Similarly, during the Period of Restriction, the Officer shall
not, directly or indirectly interfere with the business
relationship between the Company and its customers, dealers,
distributors, suppliers, vendors, independent contractors,
service providers, or other parties with which the Company has
business relationships, or encourage or induce (or attempt to
induce) any such party to terminate its relationship with the
Company, or to modify the terms of such relationship in a manner
adverse to the best interests of the Company.

          (e)  Covenant of Non-Solicitation of Customers and
Suppliers.  The Officer agrees that during the Officer's time of
employment with the Company the Officer shall not, directly or
indirectly, personally or through others, solicit the trade of,
or trade with, any customer or prospective customer, or supplier
or prospective supplier of the Company for any business purpose
other than for the benefit of the Company.  The Officer further
agrees that during the Period of Restriction, the Officer shall
not, directly or indirectly, personally or through others,
solicit the trade of, or trade with, any customers or suppliers,
or prospective customers or suppliers, of the Company.
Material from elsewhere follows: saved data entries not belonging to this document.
//! JSON-RPC and websocket client for the ledger

use crate::ledger::{Address, Identity, Instruction, TransactionBuilder};
use crate::rpc::types::{
	Commitment, LatestBlockhash, Notification, ProgramAccount, RpcError, RpcResponse,
	SignatureStatus, UiAccount, WithContext,
};
use crate::sync::{
	AccountFilter, Confirmation, KeyedAccount, LedgerTransport, NotificationSink, TransportError,
	TransportSubscriptionId,
};
use backoff::ExponentialBackoffBuilder;
use backoff::future::retry;
use base64::Engine;
use base64::engine::general_purpose::STANDARD;
use futures_util::{SinkExt, Stream, StreamExt};
use reqwest::Client;
use serde::de::DeserializeOwned;
use serde_json::{Value, json};
use std::collections::HashMap;
use std::sync::Arc;
use std::sync::atomic::{AtomicU64, Ordering};
use std::time::Duration;
use tokio::sync::Mutex;
use tokio::task::JoinHandle;
use tokio_tungstenite::tungstenite::Error as WsError;
use tokio_tungstenite::{connect_async, tungstenite::protocol::Message};
use tracing::{debug, info, warn};

/// Client for a ledger RPC node.
///
/// Reads and submissions go over HTTP. Every subscription gets its own websocket
/// connection served by a background task; dropping the connection ends the remote
/// subscription, so unsubscribing only has to abort the task.
#[derive(Clone)]
pub struct RpcClient {
	http_client: Client,
	rpc_url: String,
	ws_url: String,
	commitment: Commitment,
	confirmation_timeout: Duration,
	next_request_id: Arc<AtomicU64>,
	next_subscription_id: Arc<AtomicU64>,
	subscriptions: Arc<Mutex<HashMap<u64, JoinHandle<()>>>>,
}

impl RpcClient {
	pub fn new(
		rpc_url: impl Into<String>,
		ws_url: impl Into<String>,
		request_timeout: Duration,
	) -> Result<Self, RpcError> {
		let http_client = Client::builder().timeout(request_timeout).build()?;

		Ok(Self {
			http_client,
			rpc_url: rpc_url.into(),
			ws_url: ws_url.into(),
			commitment: Commitment::Confirmed,
			confirmation_timeout: Duration::from_secs(60),
			next_request_id: Arc::new(AtomicU64::new(1)),
			next_subscription_id: Arc::new(AtomicU64::new(1)),
			subscriptions: Arc::new(Mutex::new(HashMap::new())),
		})
	}

	pub fn with_commitment(mut self, commitment: Commitment) -> Self {
		self.commitment = commitment;
		self
	}

	pub fn with_confirmation_timeout(mut self, timeout: Duration) -> Self {
		self.confirmation_timeout = timeout;
		self
	}

	pub fn commitment(&self) -> Commitment {
		self.commitment
	}

	fn request_body(&self, method: &str, params: Value) -> Value {
		let id = self.next_request_id.fetch_add(1, Ordering::Relaxed);
		json!({
			"jsonrpc": "2.0",
			"id": id,
			"method": method,
			"params": params,
		})
	}

	/// Execute a JSON-RPC call
	pub async fn call<T: DeserializeOwned>(&self, method: &str, params: Value) -> Result<T, RpcError> {
		let body = self.request_body(method, params);

		let response = self
			.http_client
			.post(&self.rpc_url)
			.header("Content-Type", "application/json")
			.json(&body)
			.send()
			.await?;

		if !response.status().is_success() {
			return Err(RpcError::InvalidResponse(format!(
				"{} returned HTTP {}",
				method,
				response.status()
			)));
		}

		let response: RpcResponse<T> = response.json().await?;

		if let Some(error) = response.error {
			return Err(RpcError::Rpc {
				code: error.code,
				message: error.message,
			});
		}

		response.result.ok_or(RpcError::NoResult)
	}

	pub async fn get_account_info(&self, address: &Address) -> Result<Option<Vec<u8>>, RpcError> {
		let result: WithContext<Option<UiAccount>> = self
			.call(
				"getAccountInfo",
				json!([address.encode(), {
					"encoding": "base64",
					"commitment": self.commitment.as_str(),
				}]),
			)
			.await?;

		result.value.map(|account| account.decode_data()).transpose()
	}

	pub async fn get_program_accounts(
		&self,
		program_id: &Address,
		filter: Option<&AccountFilter>,
	) -> Result<Vec<KeyedAccount>, RpcError> {
		let accounts: Vec<ProgramAccount> = self
			.call(
				"getProgramAccounts",
				json!([program_id.encode(), program_accounts_config(self.commitment, filter)]),
			)
			.await?;

		accounts
			.iter()
			.map(|account| -> Result<KeyedAccount, RpcError> {
				Ok(KeyedAccount {
					address: account.address()?,
					data: account.account.decode_data()?,
				})
			})
			.collect()
	}

	pub async fn get_latest_blockhash(&self) -> Result<[u8; 32], RpcError> {
		let result: WithContext<LatestBlockhash> = self
			.call(
				"getLatestBlockhash",
				json!([{ "commitment": self.commitment.as_str() }]),
			)
			.await?;

		let blockhash = Address::decode(&result.value.blockhash).map_err(|e| {
			RpcError::InvalidResponse(format!("invalid blockhash {}: {}", result.value.blockhash, e))
		})?;
		Ok(blockhash.to_bytes())
	}

	/// Returns the transaction signature reported by the node.
	pub async fn send_transaction(&self, wire: &[u8]) -> Result<String, RpcError> {
		self.call(
			"sendTransaction",
			json!([STANDARD.encode(wire), {
				"encoding": "base64",
				"preflightCommitment": self.commitment.as_str(),
			}]),
		)
		.await
	}

	pub async fn get_signature_status(
		&self,
		signature: &str,
	) -> Result<Option<SignatureStatus>, RpcError> {
		let result: WithContext<Vec<Option<SignatureStatus>>> = self
			.call(
				"getSignatureStatuses",
				json!([[signature], { "searchTransactionHistory": false }]),
			)
			.await?;

		Ok(result.value.into_iter().next().flatten())
	}

	/// Poll until `signature` reaches the configured commitment; returns its slot.
	pub async fn confirm_transaction(&self, signature: &str) -> Result<u64, RpcError> {
		let policy = ExponentialBackoffBuilder::new()
			.with_initial_interval(Duration::from_millis(250))
			.with_max_interval(Duration::from_secs(2))
			.with_max_elapsed_time(Some(self.confirmation_timeout))
			.build();
		let commitment = self.commitment;

		retry(policy, || async move {
			let status = self
				.get_signature_status(signature)
				.await
				.map_err(backoff::Error::transient)?;

			match status {
				Some(status) if status.err.is_some() => {
					Err(backoff::Error::permanent(RpcError::TransactionFailed {
						signature: signature.to_string(),
						reason: status.err.map(|e| e.to_string()).unwrap_or_default(),
					}))
				}
				Some(status) if status.reached(commitment) => Ok(status.slot),
				_ => Err(backoff::Error::transient(RpcError::Timeout(format!(
					"{} confirmation of {}",
					commitment, signature
				)))),
			}
		})
		.await
	}

	pub async fn submit_transaction(
		&self,
		instructions: &[Instruction],
		signer: &dyn Identity,
	) -> Result<Confirmation, RpcError> {
		let blockhash = self.get_latest_blockhash().await?;
		let transaction = TransactionBuilder::new()
			.with_fee_payer(signer.address())
			.with_recent_blockhash(blockhash)
			.with_instructions(instructions.iter().cloned())
			.build_signed(signer)?;

		let signature = self.send_transaction(&transaction.to_bytes()).await?;
		debug!(
			"Sent transaction {} with {} instruction(s)",
			signature,
			instructions.len()
		);

		let slot = self.confirm_transaction(&signature).await?;
		info!("Transaction {} confirmed at slot {}", signature, slot);

		Ok(Confirmation {
			signature,
			slot: Some(slot),
		})
	}

	/// Open a websocket, subscribe with `method`, and forward notifications to `sink`.
	async fn open_subscription(
		&self,
		method: &'static str,
		params: Value,
		account: Option<Address>,
		sink: NotificationSink,
	) -> Result<TransportSubscriptionId, RpcError> {
		let (ws_stream, _) = connect_async(self.ws_url.as_str()).await?;
		debug!("WebSocket connected for {}", method);

		let (mut ws_sender, mut ws_receiver) = ws_stream.split();
		let request = self.request_body(method, params);
		ws_sender.send(Message::Text(request.to_string())).await?;

		let remote_id = loop {
			match ws_receiver.next().await {
				Some(Ok(Message::Text(text))) => {
					let response: RpcResponse<u64> = serde_json::from_str(&text)?;
					if let Some(error) = response.error {
						return Err(RpcError::Rpc {
							code: error.code,
							message: error.message,
						});
					}
					break response.result.ok_or(RpcError::NoResult)?;
				}
				Some(Ok(Message::Ping(_) | Message::Pong(_))) => continue,
				Some(Ok(other)) => {
					return Err(RpcError::Subscription(format!(
						"unexpected {} reply: {:?}",
						method, other
					)));
				}
				Some(Err(e)) => return Err(e.into()),
				None => {
					return Err(RpcError::Subscription(format!(
						"connection closed before {} was acknowledged",
						method
					)));
				}
			}
		};

		let id = self.next_subscription_id.fetch_add(1, Ordering::Relaxed);
		info!("Subscribed via {} (remote id {})", method, remote_id);

		let task = tokio::spawn(async move {
			// Held so the write half is not closed while the task reads
			let _ws_sender = ws_sender;
			forward_notifications(ws_receiver, account, &sink, remote_id).await;
		});

		self.subscriptions.lock().await.insert(id, task);
		Ok(TransportSubscriptionId(id))
	}
}

/// Forward pub/sub messages to `sink` until the stream ends.
///
/// A stream that errors, closes or ends reports the loss through the sink, so the
/// subscriber can open a new subscription. Nothing is reported once the receiving side
/// is gone.
async fn forward_notifications<S>(
	mut messages: S,
	account: Option<Address>,
	sink: &NotificationSink,
	remote_id: u64,
) where
	S: Stream<Item = Result<Message, WsError>> + Unpin,
{
	let reason = loop {
		match messages.next().await {
			Some(Ok(Message::Text(text))) => match parse_notification(&text, account) {
				Ok(Some((address, data))) => {
					if !sink.notify(address, data) {
						debug!("Notification receiver dropped, ending subscription {}", remote_id);
						return;
					}
				}
				Ok(None) => {}
				Err(e) => warn!("Ignoring malformed notification: {}", e),
			},
			Some(Ok(Message::Close(frame))) => {
				break format!("closed by the node: {:?}", frame);
			}
			Some(Ok(_)) => {}
			Some(Err(e)) => break format!("stream error: {}", e),
			None => break "connection ended".to_string(),
		}
	};

	warn!("Subscription {} lost, {}", remote_id, reason);
	sink.close(reason);
}

fn program_accounts_config(commitment: Commitment, filter: Option<&AccountFilter>) -> Value {
	let mut config = json!({
		"encoding": "base64",
		"commitment": commitment.as_str(),
	});

	if let Some(AccountFilter::Memcmp { offset, bytes }) = filter {
		config["filters"] = json!([{
			"memcmp": {
				"offset": offset,
				"bytes": bs58::encode(bytes).into_string(),
				"encoding": "base58",
			}
		}]);
	}

	config
}

/// Extract the changed address and its data from a pub/sub push message.
///
/// Account notifications do not carry their address, so the subscribed `account` is used.
/// Returns `Ok(None)` for messages that are not notifications.
pub(crate) fn parse_notification(
	text: &str,
	account: Option<Address>,
) -> Result<Option<(Address, Option<Vec<u8>>)>, RpcError> {
	let notification: Notification = serde_json::from_str(text)?;
	let Some(params) = notification.params else {
		return Ok(None);
	};

	match notification.method.as_deref() {
		Some("accountNotification") => {
			let address = account.ok_or_else(|| {
				RpcError::InvalidResponse("account notification on a program subscription".into())
			})?;
			let result: WithContext<Option<UiAccount>> = serde_json::from_value(params.result)?;
			let data = result.value.map(|a| a.decode_data()).transpose()?;
			Ok(Some((address, data)))
		}
		Some("programNotification") => {
			let result: WithContext<ProgramAccount> = serde_json::from_value(params.result)?;
			let address = result.value.address()?;
			let data = result.value.account.decode_data()?;
			Ok(Some((address, Some(data))))
		}
		_ => Ok(None),
	}
}

#[async_trait::async_trait]
impl LedgerTransport for RpcClient {
	async fn get_account(&self, address: &Address) -> Result<Option<Vec<u8>>, TransportError> {
		Ok(self.get_account_info(address).await?)
	}

	async fn get_program_accounts(
		&self,
		program_id: &Address,
		filter: Option<AccountFilter>,
	) -> Result<Vec<KeyedAccount>, TransportError> {
		Ok(RpcClient::get_program_accounts(self, program_id, filter.as_ref()).await?)
	}

	async fn submit(
		&self,
		instructions: &[Instruction],
		signer: &dyn Identity,
	) -> Result<Confirmation, TransportError> {
		Ok(self.submit_transaction(instructions, signer).await?)
	}

	async fn subscribe_account(
		&self,
		address: &Address,
		sink: NotificationSink,
	) -> Result<TransportSubscriptionId, TransportError> {
		let params = json!([address.encode(), {
			"encoding": "base64",
			"commitment": self.commitment.as_str(),
		}]);
		Ok(self
			.open_subscription("accountSubscribe", params, Some(*address), sink)
			.await?)
	}

	async fn subscribe_program(
		&self,
		program_id: &Address,
		sink: NotificationSink,
	) -> Result<TransportSubscriptionId, TransportError> {
		let params = json!([program_id.encode(), program_accounts_config(self.commitment, None)]);
		Ok(self
			.open_subscription("programSubscribe", params, None, sink)
			.await?)
	}

	async fn unsubscribe(&self, id: TransportSubscriptionId) -> Result<(), TransportError> {
		match self.subscriptions.lock().await.remove(&id.0) {
			Some(task) => {
				task.abort();
				debug!("Closed subscription {}", id.0);
				Ok(())
			}
			None => Err(TransportError::Subscription(format!(
				"unknown subscription {}",
				id.0
			))),
		}
	}
}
          (f)  Acknowledgment of Reasonableness of Restrictions.
The Officer specifically acknowledges and agrees that the
covenants and nature of the limitations upon the Officer's
activities as specified in this Agreement, together with the
duration and scope of such covenants and restrictions, are
reasonable limitations on the Officer's activities, and that the
restrictions are required to preserve, promote and protect the
business interests and good-will of the Company and impose no
greater restraint than is reasonably necessary to secure such
protection.

          (g)  Interpretation of Covenants.  In the event that
any covenant or the provisions of any covenant or restriction in
this Agreement shall be held invalid or unenforceable by a court
of competent jurisdiction for any reason, including, but not
limited to, the duration or scope thereof, such invalidity or
unenforceability shall attach only to the specific covenant or
provision determined to be unenforceable and the remaining
covenants or provisions of the specific covenant shall remain in
full force and effect for the greatest time period and for the
broadest scope permitted by applicable law.  The Officer and the
Company intend that each of the covenants shall be deemed to be a
series of separate covenants, one for each and every county of
each and every state of the United States of America, and one for
each and every political subdivision of each and every other
country where the covenants shall be effective.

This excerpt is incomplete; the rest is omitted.